*WHAT THE TASK ASKS*
Show each line of the records below where the word "mount" occurs.

[[ DATA SUPPLIED open ]]

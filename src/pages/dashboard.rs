//! Protected dashboard showing the current user.

use leptos::prelude::*;
use leptos_meta::Title;

use crate::state::auth::use_auth;

/// Dashboard page. Only reached through the access gate, so a user is
/// present on entry.
#[component]
pub fn DashboardPage() -> impl IntoView {
    let auth = use_auth();

    let user_name = move || auth.user().map(|u| u.name).unwrap_or_default();

    // The outlet's gate sees the signed-out session and performs the single
    // navigation to `AppConfig::after_logout_path` (the login path).
    let on_logout = move |_| auth.logout();

    view! {
        <Title text="Dashboard"/>
        <div class="dashboard-page">
            <header class="dashboard-page__header">
                <h1>"Dashboard"</h1>
                <button class="btn" on:click=on_logout>
                    "Log out"
                </button>
            </header>
            <p class="dashboard-page__user">"Signed in as " <strong>{user_name}</strong></p>
        </div>
    }
}
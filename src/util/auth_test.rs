use std::sync::{Arc, Mutex};

use any_spawner::Executor;

use super::*;
use crate::routing::RouteTable;
use crate::session::{MemoryStorage, SessionStore};
use crate::state::auth::AuthController;

type Navigations = Arc<Mutex<Vec<(String, bool)>>>;

/// Navigate stand-in that records `(path, replace)` per call.
fn recorder() -> (Navigations, impl Fn(&str, NavigateOptions) + Clone + 'static) {
    let log: Navigations = Arc::default();
    let sink = Arc::clone(&log);
    let navigate = move |to: &str, options: NavigateOptions| {
        sink.lock().expect("navigation log").push((to.to_owned(), options.replace));
    };
    (log, navigate)
}

/// Let spawned effects run to quiescence.
async fn settle() {
    for _ in 0..4 {
        Executor::tick().await;
    }
}

fn recorded(log: &Navigations) -> Vec<(String, bool)> {
    log.lock().expect("navigation log").clone()
}

// =============================================================
// redirect_target
// =============================================================

#[test]
fn redirect_dispatch_yields_target() {
    let dispatch: Dispatch<&str> = Dispatch::Redirect("/login".to_owned());
    assert_eq!(redirect_target(&dispatch), Some("/login"));
}

#[test]
fn other_dispatches_do_not_navigate() {
    assert_eq!(redirect_target(&Dispatch::Render("home")), None);
    assert_eq!(redirect_target::<&str>(&Dispatch::Placeholder), None);
    assert_eq!(redirect_target::<&str>(&Dispatch::NotFound), None);
}

// =============================================================
// follow_redirect
// =============================================================

#[test]
fn follow_redirect_replaces_history_entry() {
    let (log, navigate) = recorder();
    assert!(follow_redirect(&Dispatch::<&str>::Redirect("/login".to_owned()), &navigate));
    assert_eq!(recorded(&log), vec![("/login".to_owned(), true)]);
}

#[test]
fn follow_redirect_ignores_non_redirects() {
    let (log, navigate) = recorder();
    assert!(!follow_redirect(&Dispatch::<&str>::Placeholder, &navigate));
    assert!(!follow_redirect(&Dispatch::Render("dashboard"), &navigate));
    assert!(!follow_redirect(&Dispatch::<&str>::NotFound, &navigate));
    assert!(recorded(&log).is_empty());
}

// =============================================================
// install_redirect
// =============================================================

#[tokio::test]
async fn install_redirect_navigates_once_after_hydration_signs_out() {
    let _ = Executor::init_tokio();
    let owner = Owner::new();
    owner.set();

    tokio::task::LocalSet::new()
        .run_until(async {
            let auth = AuthController::new(SessionStore::new(MemoryStorage::new(), "user"));
            let table = RouteTable::builder()
                .public("/login", "login")
                .protected("/dashboard", "dashboard")
                .catch_all("not-found")
                .build()
                .expect("valid table");
            let dispatch = Memo::new(move |_| table.dispatch(&auth.snapshot(), "/dashboard", "/login"));
            let (log, navigate) = recorder();

            install_redirect(dispatch, navigate);
            settle().await;
            assert_eq!(dispatch.get_untracked(), Dispatch::Placeholder);
            assert!(recorded(&log).is_empty());

            auth.hydrate();
            settle().await;
            assert_eq!(recorded(&log), vec![("/login".to_owned(), true)]);

            settle().await;
            assert_eq!(recorded(&log).len(), 1);
        })
        .await;
}

#[tokio::test]
async fn install_redirect_stays_put_for_signed_in_session() {
    let _ = Executor::init_tokio();
    let owner = Owner::new();
    owner.set();

    tokio::task::LocalSet::new()
        .run_until(async {
            let storage = MemoryStorage::with_entry("user", r#"{"id":1,"name":"John Doe"}"#);
            let auth = AuthController::new(SessionStore::new(storage, "user"));
            let table = RouteTable::builder()
                .protected("/dashboard", "dashboard")
                .build()
                .expect("valid table");
            let dispatch = Memo::new(move |_| table.dispatch(&auth.snapshot(), "/dashboard", "/login"));
            let (log, navigate) = recorder();

            install_redirect(dispatch, navigate);
            auth.hydrate();
            settle().await;
            assert_eq!(dispatch.get_untracked(), Dispatch::Render("dashboard"));
            assert!(recorded(&log).is_empty());

            auth.logout();
            settle().await;
            assert_eq!(recorded(&log), vec![("/login".to_owned(), true)]);
        })
        .await;
}
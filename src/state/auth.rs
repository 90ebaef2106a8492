//! Auth-session state for the current browser user.
//!
//! SYSTEM CONTEXT
//! ==============
//! Used by the route outlet and user-aware pages to coordinate login
//! redirects and identity-dependent rendering.
//!
//! The session starts `Hydrating` and resolves exactly once from the session
//! store. After that only `login` and `logout` move it.

#[cfg(test)]
#[path = "auth_test.rs"]
mod auth_test;

use leptos::prelude::*;

use crate::session::{SessionStore, User};

/// Coarse phase derived from [`AuthState`].
#[derive(Clone, Copy, Debug, PartialEq, Eq)]
pub enum AuthPhase {
    Hydrating,
    Authenticated,
    Unauthenticated,
}

/// Authentication state tracking the current user and loading status.
///
/// `loading` is `true` only until hydration resolves.
#[derive(Clone, Debug, PartialEq)]
pub struct AuthState {
    pub user: Option<User>,
    pub loading: bool,
}

impl Default for AuthState {
    fn default() -> Self {
        Self::hydrating()
    }
}

impl AuthState {
    pub fn hydrating() -> Self {
        Self { user: None, loading: true }
    }

    pub fn authenticated(user: User) -> Self {
        Self { user: Some(user), loading: false }
    }

    pub fn unauthenticated() -> Self {
        Self { user: None, loading: false }
    }

    pub fn phase(&self) -> AuthPhase {
        match (self.loading, &self.user) {
            (true, _) => AuthPhase::Hydrating,
            (false, Some(_)) => AuthPhase::Authenticated,
            (false, None) => AuthPhase::Unauthenticated,
        }
    }

    pub fn is_authenticated(&self) -> bool {
        self.phase() == AuthPhase::Authenticated
    }
}

/// Handle owning the reactive session and its persisted mirror.
///
/// `Copy` so it can move into any number of view closures; every copy reads
/// and writes the same signal.
#[derive(Clone, Copy)]
pub struct AuthController {
    state: RwSignal<AuthState>,
    store: StoredValue<SessionStore>,
}

impl AuthController {
    /// Create a controller in the `Hydrating` phase.
    pub fn new(store: SessionStore) -> Self {
        Self { state: RwSignal::new(AuthState::hydrating()), store: StoredValue::new(store) }
    }

    /// Resolve hydration from the store.
    ///
    /// Only the first call reads storage; later calls return the current phase.
    pub fn hydrate(&self) -> AuthPhase {
        if !self.state.with_untracked(|s| s.loading) {
            log::debug!("auth: hydrate skipped, session already resolved");
            return self.phase_untracked();
        }
        let resolved = match self.store.with_value(SessionStore::get) {
            Some(user) => AuthState::authenticated(user),
            None => AuthState::unauthenticated(),
        };
        let phase = resolved.phase();
        self.state.set(resolved);
        log::debug!("auth: hydrated as {phase:?}");
        phase
    }

    /// Simulated login: adopt `user` and persist it. Never fails.
    pub fn login(&self, user: User) {
        if let Err(e) = self.store.with_value(|store| store.set(&user)) {
            log::warn!("auth: could not persist login for '{}': {e}", user.name);
        }
        log::debug!("auth: logged in as '{}'", user.name);
        self.state.set(AuthState::authenticated(user));
    }

    /// Drop the session and clear storage, even if already signed out.
    pub fn logout(&self) {
        if let Err(e) = self.store.with_value(SessionStore::clear) {
            log::warn!("auth: could not clear stored session: {e}");
        }
        log::debug!("auth: logged out");
        self.state.set(AuthState::unauthenticated());
    }

    /// Current snapshot, tracked by the surrounding reactive scope.
    pub fn snapshot(&self) -> AuthState {
        self.state.get()
    }

    pub fn snapshot_untracked(&self) -> AuthState {
        self.state.get_untracked()
    }

    pub fn user(&self) -> Option<User> {
        self.state.with(|s| s.user.clone())
    }

    pub fn is_authenticated(&self) -> bool {
        self.state.with(AuthState::is_authenticated)
    }

    pub fn phase(&self) -> AuthPhase {
        self.state.with(AuthState::phase)
    }

    fn phase_untracked(&self) -> AuthPhase {
        self.state.with_untracked(AuthState::phase)
    }
}

/// Install `auth` as the context every page reads through [`use_auth`].
pub fn provide_auth(auth: AuthController) {
    provide_context(auth);
}

/// The auth controller provided by an ancestor.
///
/// # Panics
///
/// Panics when no [`provide_auth`] ran above the caller; the component tree
/// is malformed and silently defaulting would hide it.
pub fn use_auth() -> AuthController {
    expect_context::<AuthController>()
}
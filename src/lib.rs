//! # authgate
//!
//! Leptos + WASM client demonstrating route-guarded authentication.
//!
//! A persisted session store feeds an auth controller, a pure access gate
//! decides what a protected route may show, and an ordered route table maps
//! paths to pages. Login is simulated: the user record is constructed locally
//! and mirrored into `localStorage`.

pub mod app;
pub mod components;
pub mod config;
pub mod pages;
pub mod routing;
pub mod session;
pub mod state;
pub mod util;

/// Browser entry point: install console logging and mount the app.
#[cfg(feature = "csr")]
#[wasm_bindgen::prelude::wasm_bindgen(start)]
pub fn start() {
    console_error_panic_hook::set_once();
    // A second init only happens on hot reload; the logger is already set.
    let _ = console_log::init_with_level(config::LOG_LEVEL);
    leptos::mount::mount_to_body(app::App);
}
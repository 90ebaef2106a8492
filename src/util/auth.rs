//! Shared auth UI helpers.
//!
//! SYSTEM CONTEXT
//! ==============
//! The routing decision is pure; this is where it turns into navigation.

#[cfg(test)]
#[path = "auth_test.rs"]
mod auth_test;

use leptos::prelude::*;
use leptos_router::NavigateOptions;

use crate::routing::Dispatch;

/// Navigation target for a dispatch, if it asks for one.
pub fn redirect_target<R>(dispatch: &Dispatch<R>) -> Option<&str> {
    match dispatch {
        Dispatch::Redirect(to) => Some(to),
        Dispatch::Render(_) | Dispatch::Placeholder | Dispatch::NotFound => None,
    }
}

/// Perform the navigation `dispatch` asks for. Returns whether it navigated.
///
/// The history entry is replaced so "back" does not return to the guarded
/// path and bounce again.
pub fn follow_redirect<R, F>(dispatch: &Dispatch<R>, navigate: &F) -> bool
where
    F: Fn(&str, NavigateOptions),
{
    let Some(to) = redirect_target(dispatch) else {
        return false;
    };
    log::debug!("router: redirecting to '{to}'");
    navigate(to, NavigateOptions { replace: true, ..NavigateOptions::default() });
    true
}

/// Navigate whenever `dispatch` settles on a redirect.
pub fn install_redirect<R, F>(dispatch: Memo<Dispatch<R>>, navigate: F)
where
    R: Clone + PartialEq + Send + Sync + 'static,
    F: Fn(&str, NavigateOptions) + Clone + 'static,
{
    Effect::new(move || {
        // Clone out of the memo first; navigation rewrites the location it reads.
        let current = dispatch.get();
        follow_redirect(&current, &navigate);
    });
}
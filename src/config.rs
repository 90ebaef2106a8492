//! Application configuration.
//!
//! The browser build has no environment to read from, so configuration is a
//! typed struct with compiled-in defaults, provided through Leptos context.

#[cfg(test)]
#[path = "config_test.rs"]
mod config_test;

/// `localStorage` key holding the serialized current user.
pub const STORAGE_KEY: &str = "user";
pub const HOME_PATH: &str = "/";
pub const LOGIN_PATH: &str = "/login";
pub const DASHBOARD_PATH: &str = "/dashboard";

/// Console log level installed at startup.
pub const LOG_LEVEL: log::Level = log::Level::Debug;

/// Paths and storage settings shared by pages, the outlet, and the session store.
#[derive(Debug, Clone, PartialEq, Eq)]
pub struct AppConfig {
    pub storage_key: String,
    pub home_path: String,
    pub login_path: String,
    pub dashboard_path: String,
}

impl Default for AppConfig {
    fn default() -> Self {
        Self {
            storage_key: STORAGE_KEY.to_owned(),
            home_path: HOME_PATH.to_owned(),
            login_path: LOGIN_PATH.to_owned(),
            dashboard_path: DASHBOARD_PATH.to_owned(),
        }
    }
}

impl AppConfig {
    /// Where a successful login lands.
    pub fn after_login_path(&self) -> &str {
        &self.dashboard_path
    }

    /// Where logout lands.
    pub fn after_logout_path(&self) -> &str {
        &self.login_path
    }
}
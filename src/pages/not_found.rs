//! Fallback page for unmatched paths.

use leptos::prelude::*;
use leptos_meta::Title;

use crate::config::AppConfig;

#[component]
pub fn NotFoundPage() -> impl IntoView {
    let home_path = expect_context::<AppConfig>().home_path;

    view! {
        <Title text="Not found"/>
        <div class="not-found-page">
            <h1>"404"</h1>
            <p>"Page not found."</p>
            <a href=home_path>"Back home"</a>
        </div>
    }
}
//! Path-to-page routing with an access gate on protected entries.
//!
//! ARCHITECTURE
//! ============
//! `table` resolves a path to its first matching entry; `gate` decides what a
//! protected entry may show for the current session. Both are pure; the
//! navigation they ask for is performed by `components::guarded_outlet`.

pub mod gate;
pub mod table;

pub use gate::{AccessDecision, decide};
pub use table::{Access, Dispatch, RouteEntry, RoutePattern, RouteTable, RouteTableBuilder, RouteTableError};
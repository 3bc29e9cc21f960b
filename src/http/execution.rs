use futures_util::StreamExt;
use reqwest::{Client, header::CONTENT_TYPE};

use crate::error::HttpError;
use crate::payload::WidgetRequest;

use super::EndpointTarget;

/// Posts one widget to the target. The response status is not inspected; only
/// transport-level failures count as errors. The body is drained so the
/// connection returns to the pool.
///
/// # Errors
///
/// Returns an error when the payload cannot be encoded, the request cannot be
/// sent, or the response body cannot be read.
pub async fn send_add_widget(
    client: &Client,
    target: &EndpointTarget,
    request: &WidgetRequest,
) -> Result<u16, HttpError> {
    let body =
        serde_json::to_vec(request).map_err(|err| HttpError::EncodeRequest { source: err })?;
    let url = target.add_widget_url();
    let response = client
        .post(url.clone())
        .header(CONTENT_TYPE, "application/json")
        .body(body)
        .send()
        .await
        .map_err(|err| HttpError::SendRequest {
            url: url.to_string(),
            source: err,
        })?;
    let status = response.status().as_u16();
    drain_response_body(response)
        .await
        .map_err(|err| HttpError::ReadResponse {
            url: url.to_string(),
            source: err,
        })?;
    Ok(status)
}

async fn drain_response_body(response: reqwest::Response) -> Result<u64, reqwest::Error> {
    let mut stream = response.bytes_stream();
    let mut total_bytes: u64 = 0;
    while let Some(chunk) = stream.next().await {
        let bytes = chunk?;
        total_bytes = total_bytes.saturating_add(u64::try_from(bytes.len()).unwrap_or(u64::MAX));
    }
    Ok(total_bytes)
}
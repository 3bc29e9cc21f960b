use thiserror::Error;

#[derive(Debug, Error)]
pub enum HttpError {
    #[error("Failed to build HTTP client: {source}")]
    BuildClientFailed {
        #[source]
        source: reqwest::Error,
    },
    #[error("Failed to encode request: {source}")]
    EncodeRequest {
        #[source]
        source: serde_json::Error,
    },
    #[error("Failed to send request to '{url}': {source}")]
    SendRequest {
        url: String,
        #[source]
        source: reqwest::Error,
    },
    #[error("Failed to read response body from '{url}': {source}")]
    ReadResponse {
        url: String,
        #[source]
        source: reqwest::Error,
    },
}

impl HttpError {
    /// Whether the failure was the client-level deadline expiring.
    #[must_use]
    pub fn is_timeout(&self) -> bool {
        match self {
            HttpError::SendRequest { source, .. } | HttpError::ReadResponse { source, .. } => {
                source.is_timeout()
            }
            HttpError::BuildClientFailed { .. } | HttpError::EncodeRequest { .. } => false,
        }
    }
}
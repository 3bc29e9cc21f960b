use std::time::Duration;

use reqwest::Client;

use crate::error::HttpError;

pub const DEFAULT_REQUEST_TIMEOUT: Duration = Duration::from_secs(10);

const POOL_MAX_IDLE_PER_HOST: usize = 100;
const POOL_IDLE_TIMEOUT: Duration = Duration::from_secs(90);
const USER_AGENT: &str = concat!("widget-loader/", env!("CARGO_PKG_VERSION"));

/// Builds the client shared by all workers. Its connection pool is sized so
/// every worker can keep a warm connection to the target.
///
/// # Errors
///
/// Returns an error when the underlying TLS/HTTP stack cannot be initialized.
pub fn build_target_client(request_timeout: Duration) -> Result<Client, HttpError> {
    Client::builder()
        .timeout(request_timeout)
        .user_agent(USER_AGENT)
        .pool_max_idle_per_host(POOL_MAX_IDLE_PER_HOST)
        .pool_idle_timeout(Some(POOL_IDLE_TIMEOUT))
        .build()
        .map_err(|err| HttpError::BuildClientFailed { source: err })
}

[[ DATA SUPPLIED closed ]]

*OUTPUT FOR THIS TASK*
/// Browser entry point: install console logging and mount the app.
    leptos::mount::mount_to_body(app::App);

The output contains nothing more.